ASSIGNED TASK:
The reply must be the number of lines in the following material that include the word "info", and nothing more.

----- RECORDS SHOWN -----

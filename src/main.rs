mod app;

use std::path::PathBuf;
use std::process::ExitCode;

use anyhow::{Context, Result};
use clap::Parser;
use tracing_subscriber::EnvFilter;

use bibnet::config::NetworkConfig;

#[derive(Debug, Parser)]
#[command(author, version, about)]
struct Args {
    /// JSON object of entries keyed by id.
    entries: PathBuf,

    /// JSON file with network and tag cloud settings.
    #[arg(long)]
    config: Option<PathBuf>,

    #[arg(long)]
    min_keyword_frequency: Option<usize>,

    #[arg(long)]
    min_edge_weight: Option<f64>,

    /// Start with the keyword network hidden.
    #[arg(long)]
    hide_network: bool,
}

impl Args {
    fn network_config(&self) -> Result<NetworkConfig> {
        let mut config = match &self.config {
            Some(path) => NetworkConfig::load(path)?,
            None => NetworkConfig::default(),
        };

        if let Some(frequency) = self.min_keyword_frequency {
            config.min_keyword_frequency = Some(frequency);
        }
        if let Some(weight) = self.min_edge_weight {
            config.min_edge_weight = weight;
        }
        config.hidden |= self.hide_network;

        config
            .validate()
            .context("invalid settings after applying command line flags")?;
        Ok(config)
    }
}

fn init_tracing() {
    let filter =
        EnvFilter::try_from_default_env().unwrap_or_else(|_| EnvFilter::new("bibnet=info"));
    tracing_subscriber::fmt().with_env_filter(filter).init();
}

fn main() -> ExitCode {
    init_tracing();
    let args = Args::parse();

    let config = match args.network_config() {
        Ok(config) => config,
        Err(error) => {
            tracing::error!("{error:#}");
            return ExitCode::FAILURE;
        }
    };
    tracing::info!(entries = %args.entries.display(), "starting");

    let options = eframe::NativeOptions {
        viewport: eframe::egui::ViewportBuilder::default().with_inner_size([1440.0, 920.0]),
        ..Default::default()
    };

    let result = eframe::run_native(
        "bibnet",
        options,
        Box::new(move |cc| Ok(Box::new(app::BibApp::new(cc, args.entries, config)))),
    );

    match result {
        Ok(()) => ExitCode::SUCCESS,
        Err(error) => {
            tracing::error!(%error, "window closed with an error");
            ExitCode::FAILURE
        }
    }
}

-----
----- RECORDS SHOWN -----

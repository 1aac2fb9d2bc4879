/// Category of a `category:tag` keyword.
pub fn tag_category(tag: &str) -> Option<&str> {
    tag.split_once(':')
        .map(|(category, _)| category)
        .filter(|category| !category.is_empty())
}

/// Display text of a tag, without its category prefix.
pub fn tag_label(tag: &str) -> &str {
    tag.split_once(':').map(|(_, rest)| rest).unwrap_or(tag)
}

-----

WRITTEN RESPONSE:
2